Instructions to follow> Scan the records below and report how many lines include the string "Duration"; the number alone will do.

Saved data entries>
*** Block opens ***

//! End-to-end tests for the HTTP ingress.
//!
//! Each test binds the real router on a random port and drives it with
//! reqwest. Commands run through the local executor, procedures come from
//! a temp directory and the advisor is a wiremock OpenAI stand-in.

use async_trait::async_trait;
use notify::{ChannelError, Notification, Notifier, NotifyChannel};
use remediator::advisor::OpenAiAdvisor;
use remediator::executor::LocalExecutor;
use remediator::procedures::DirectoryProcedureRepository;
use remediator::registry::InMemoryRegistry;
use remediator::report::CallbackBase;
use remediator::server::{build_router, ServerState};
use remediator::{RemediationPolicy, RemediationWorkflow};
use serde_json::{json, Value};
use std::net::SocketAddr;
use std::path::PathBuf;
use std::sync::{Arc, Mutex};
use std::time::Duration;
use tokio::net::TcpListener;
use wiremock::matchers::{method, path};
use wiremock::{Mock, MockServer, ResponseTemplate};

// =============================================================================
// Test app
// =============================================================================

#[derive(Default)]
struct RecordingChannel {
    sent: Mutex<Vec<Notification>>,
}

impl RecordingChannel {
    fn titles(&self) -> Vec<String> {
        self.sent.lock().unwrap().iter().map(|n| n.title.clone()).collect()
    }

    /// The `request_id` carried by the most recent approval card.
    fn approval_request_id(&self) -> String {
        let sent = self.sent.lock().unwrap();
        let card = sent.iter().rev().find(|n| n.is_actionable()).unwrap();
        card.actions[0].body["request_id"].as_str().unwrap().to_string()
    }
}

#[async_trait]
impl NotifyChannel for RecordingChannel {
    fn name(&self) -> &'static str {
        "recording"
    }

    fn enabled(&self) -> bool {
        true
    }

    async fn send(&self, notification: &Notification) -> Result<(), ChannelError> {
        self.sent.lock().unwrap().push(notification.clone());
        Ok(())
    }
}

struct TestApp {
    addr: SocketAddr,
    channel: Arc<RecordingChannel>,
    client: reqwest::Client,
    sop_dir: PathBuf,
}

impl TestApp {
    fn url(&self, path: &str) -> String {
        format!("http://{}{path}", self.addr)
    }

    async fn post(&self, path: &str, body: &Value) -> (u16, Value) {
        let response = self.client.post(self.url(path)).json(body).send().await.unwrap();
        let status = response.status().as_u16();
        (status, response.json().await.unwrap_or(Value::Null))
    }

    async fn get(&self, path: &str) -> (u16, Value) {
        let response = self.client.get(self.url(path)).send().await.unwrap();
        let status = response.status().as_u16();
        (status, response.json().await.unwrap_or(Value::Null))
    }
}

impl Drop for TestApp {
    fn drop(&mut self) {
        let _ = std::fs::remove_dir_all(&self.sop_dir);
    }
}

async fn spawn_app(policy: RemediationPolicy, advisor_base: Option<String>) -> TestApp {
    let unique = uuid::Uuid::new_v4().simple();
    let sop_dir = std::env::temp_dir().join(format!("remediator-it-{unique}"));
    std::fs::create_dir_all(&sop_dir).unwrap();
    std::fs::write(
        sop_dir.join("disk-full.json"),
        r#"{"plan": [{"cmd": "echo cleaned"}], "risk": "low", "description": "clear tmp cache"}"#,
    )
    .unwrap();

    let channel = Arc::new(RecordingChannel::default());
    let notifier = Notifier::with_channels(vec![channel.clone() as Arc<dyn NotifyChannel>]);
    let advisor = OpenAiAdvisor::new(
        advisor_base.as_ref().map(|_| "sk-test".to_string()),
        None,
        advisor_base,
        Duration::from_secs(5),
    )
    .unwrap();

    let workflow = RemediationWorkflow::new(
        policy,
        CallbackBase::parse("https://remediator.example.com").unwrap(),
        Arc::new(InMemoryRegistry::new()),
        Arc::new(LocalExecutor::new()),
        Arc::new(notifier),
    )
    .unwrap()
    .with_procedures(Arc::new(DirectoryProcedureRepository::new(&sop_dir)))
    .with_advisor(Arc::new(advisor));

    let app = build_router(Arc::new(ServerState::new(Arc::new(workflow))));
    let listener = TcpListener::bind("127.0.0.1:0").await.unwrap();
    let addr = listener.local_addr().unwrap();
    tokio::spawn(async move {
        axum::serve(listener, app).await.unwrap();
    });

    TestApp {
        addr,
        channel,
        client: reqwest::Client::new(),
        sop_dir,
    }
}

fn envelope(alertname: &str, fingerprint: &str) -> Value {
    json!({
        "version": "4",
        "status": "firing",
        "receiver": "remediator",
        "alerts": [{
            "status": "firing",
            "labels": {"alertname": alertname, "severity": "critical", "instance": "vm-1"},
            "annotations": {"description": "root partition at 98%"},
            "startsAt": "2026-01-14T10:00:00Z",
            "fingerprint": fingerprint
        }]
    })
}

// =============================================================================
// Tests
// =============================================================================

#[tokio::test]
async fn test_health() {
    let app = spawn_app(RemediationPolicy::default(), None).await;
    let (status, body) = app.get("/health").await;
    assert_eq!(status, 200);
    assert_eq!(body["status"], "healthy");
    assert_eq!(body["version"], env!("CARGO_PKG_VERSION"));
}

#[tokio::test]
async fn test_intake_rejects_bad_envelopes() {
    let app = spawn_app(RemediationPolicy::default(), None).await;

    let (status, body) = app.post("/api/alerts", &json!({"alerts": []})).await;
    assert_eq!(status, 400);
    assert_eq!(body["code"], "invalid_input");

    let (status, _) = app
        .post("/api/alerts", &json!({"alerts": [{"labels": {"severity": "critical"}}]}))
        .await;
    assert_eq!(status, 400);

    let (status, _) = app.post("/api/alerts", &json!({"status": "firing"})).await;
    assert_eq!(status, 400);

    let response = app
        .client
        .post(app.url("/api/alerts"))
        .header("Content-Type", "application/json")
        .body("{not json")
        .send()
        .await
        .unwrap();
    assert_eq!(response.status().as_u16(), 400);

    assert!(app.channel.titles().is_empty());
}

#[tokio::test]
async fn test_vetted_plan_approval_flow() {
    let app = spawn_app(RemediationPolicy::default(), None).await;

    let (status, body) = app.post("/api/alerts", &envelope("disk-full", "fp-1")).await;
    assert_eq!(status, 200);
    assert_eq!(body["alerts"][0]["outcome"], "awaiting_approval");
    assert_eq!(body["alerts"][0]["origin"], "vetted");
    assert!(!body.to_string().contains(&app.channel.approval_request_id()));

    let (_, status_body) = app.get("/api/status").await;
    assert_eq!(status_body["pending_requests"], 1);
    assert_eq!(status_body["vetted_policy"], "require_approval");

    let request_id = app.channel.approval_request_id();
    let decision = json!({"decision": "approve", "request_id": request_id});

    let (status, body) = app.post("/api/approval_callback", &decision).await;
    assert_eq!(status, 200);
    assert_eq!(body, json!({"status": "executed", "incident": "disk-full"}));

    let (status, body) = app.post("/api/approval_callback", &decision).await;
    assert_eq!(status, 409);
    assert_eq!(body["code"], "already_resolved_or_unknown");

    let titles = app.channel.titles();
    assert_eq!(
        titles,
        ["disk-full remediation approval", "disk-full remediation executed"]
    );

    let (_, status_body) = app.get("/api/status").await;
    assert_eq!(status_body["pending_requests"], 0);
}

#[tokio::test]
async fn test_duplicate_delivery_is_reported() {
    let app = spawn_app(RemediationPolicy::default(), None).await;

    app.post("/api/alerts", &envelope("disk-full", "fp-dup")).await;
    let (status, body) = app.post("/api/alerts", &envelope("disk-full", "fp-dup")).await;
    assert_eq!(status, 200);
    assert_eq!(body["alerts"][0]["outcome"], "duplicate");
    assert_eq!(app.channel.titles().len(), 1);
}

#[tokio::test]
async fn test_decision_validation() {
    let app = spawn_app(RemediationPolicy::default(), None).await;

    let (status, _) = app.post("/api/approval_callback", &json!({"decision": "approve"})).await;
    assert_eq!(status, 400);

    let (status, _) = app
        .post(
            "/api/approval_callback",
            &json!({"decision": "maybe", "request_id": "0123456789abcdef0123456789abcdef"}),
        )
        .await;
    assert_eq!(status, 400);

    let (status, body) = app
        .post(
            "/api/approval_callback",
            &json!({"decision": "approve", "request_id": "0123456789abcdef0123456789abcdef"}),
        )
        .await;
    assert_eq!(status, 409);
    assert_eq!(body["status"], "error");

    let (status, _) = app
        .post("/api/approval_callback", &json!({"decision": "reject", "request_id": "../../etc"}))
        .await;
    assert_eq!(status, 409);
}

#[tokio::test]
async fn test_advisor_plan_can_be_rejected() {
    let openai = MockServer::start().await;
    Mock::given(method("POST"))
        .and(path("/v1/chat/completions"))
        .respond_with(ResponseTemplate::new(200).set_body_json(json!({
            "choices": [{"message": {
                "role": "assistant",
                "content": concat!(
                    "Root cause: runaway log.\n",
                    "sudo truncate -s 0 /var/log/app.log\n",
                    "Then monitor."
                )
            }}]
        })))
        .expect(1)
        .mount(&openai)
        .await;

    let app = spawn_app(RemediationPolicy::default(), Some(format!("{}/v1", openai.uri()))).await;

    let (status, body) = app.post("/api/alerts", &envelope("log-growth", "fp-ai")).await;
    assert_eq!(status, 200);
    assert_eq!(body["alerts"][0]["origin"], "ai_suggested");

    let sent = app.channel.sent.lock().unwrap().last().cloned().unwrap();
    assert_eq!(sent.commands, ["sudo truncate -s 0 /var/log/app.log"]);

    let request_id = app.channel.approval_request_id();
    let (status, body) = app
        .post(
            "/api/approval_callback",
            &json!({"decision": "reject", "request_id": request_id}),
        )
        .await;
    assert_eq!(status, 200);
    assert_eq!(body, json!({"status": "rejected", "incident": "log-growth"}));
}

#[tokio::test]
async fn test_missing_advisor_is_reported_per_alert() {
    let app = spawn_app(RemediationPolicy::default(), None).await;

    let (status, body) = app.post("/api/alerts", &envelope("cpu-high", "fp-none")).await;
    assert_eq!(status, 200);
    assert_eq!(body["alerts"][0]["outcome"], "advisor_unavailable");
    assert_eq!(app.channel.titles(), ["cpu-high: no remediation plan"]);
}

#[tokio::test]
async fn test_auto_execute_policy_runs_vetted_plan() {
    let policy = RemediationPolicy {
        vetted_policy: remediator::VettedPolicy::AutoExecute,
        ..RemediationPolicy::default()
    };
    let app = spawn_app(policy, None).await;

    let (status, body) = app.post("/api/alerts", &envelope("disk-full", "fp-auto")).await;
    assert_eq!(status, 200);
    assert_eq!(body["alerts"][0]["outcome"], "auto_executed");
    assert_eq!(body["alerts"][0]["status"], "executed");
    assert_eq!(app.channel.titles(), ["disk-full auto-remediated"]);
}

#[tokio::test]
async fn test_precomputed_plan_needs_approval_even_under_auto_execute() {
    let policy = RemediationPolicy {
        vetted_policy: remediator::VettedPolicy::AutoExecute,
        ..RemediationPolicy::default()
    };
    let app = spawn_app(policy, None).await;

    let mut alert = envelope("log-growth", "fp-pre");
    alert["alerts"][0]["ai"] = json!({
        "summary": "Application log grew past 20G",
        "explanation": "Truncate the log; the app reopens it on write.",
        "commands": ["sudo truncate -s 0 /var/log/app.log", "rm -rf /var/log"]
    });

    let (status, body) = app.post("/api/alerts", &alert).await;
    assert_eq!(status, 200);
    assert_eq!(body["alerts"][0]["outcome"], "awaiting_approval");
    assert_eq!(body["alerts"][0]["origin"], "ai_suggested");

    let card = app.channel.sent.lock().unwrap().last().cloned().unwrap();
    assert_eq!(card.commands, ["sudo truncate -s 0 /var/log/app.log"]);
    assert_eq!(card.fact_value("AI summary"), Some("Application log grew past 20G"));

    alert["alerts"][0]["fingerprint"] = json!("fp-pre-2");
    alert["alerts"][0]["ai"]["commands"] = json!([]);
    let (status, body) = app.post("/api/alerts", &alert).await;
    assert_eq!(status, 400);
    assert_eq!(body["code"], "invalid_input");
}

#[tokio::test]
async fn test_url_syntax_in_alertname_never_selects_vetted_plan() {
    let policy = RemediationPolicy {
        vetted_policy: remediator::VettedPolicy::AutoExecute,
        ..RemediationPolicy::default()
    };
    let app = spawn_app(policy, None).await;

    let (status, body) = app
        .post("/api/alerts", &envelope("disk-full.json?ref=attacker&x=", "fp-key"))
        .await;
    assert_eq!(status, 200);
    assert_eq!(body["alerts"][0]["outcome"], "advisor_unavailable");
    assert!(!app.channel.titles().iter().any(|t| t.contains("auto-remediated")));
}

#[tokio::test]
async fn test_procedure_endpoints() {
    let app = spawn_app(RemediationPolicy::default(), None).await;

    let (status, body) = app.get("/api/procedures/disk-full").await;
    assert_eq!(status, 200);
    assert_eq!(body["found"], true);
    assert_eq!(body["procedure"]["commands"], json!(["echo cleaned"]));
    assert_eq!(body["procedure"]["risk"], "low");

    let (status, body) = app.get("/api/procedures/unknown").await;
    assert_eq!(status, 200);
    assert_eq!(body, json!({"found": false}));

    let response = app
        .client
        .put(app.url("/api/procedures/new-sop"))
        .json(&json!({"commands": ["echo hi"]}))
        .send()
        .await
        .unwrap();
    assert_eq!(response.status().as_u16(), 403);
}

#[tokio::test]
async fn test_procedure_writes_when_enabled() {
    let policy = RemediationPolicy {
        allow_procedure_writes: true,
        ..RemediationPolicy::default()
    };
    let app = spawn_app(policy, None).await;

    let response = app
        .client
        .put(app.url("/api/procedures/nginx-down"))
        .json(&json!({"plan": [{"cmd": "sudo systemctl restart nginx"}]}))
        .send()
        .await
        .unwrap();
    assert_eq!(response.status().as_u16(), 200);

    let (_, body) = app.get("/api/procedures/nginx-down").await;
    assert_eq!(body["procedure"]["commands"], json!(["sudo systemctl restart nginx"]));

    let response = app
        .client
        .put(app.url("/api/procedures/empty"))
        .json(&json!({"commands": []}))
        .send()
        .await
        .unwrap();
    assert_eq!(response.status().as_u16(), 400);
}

*** Block closes ***

Solution to this problem> 2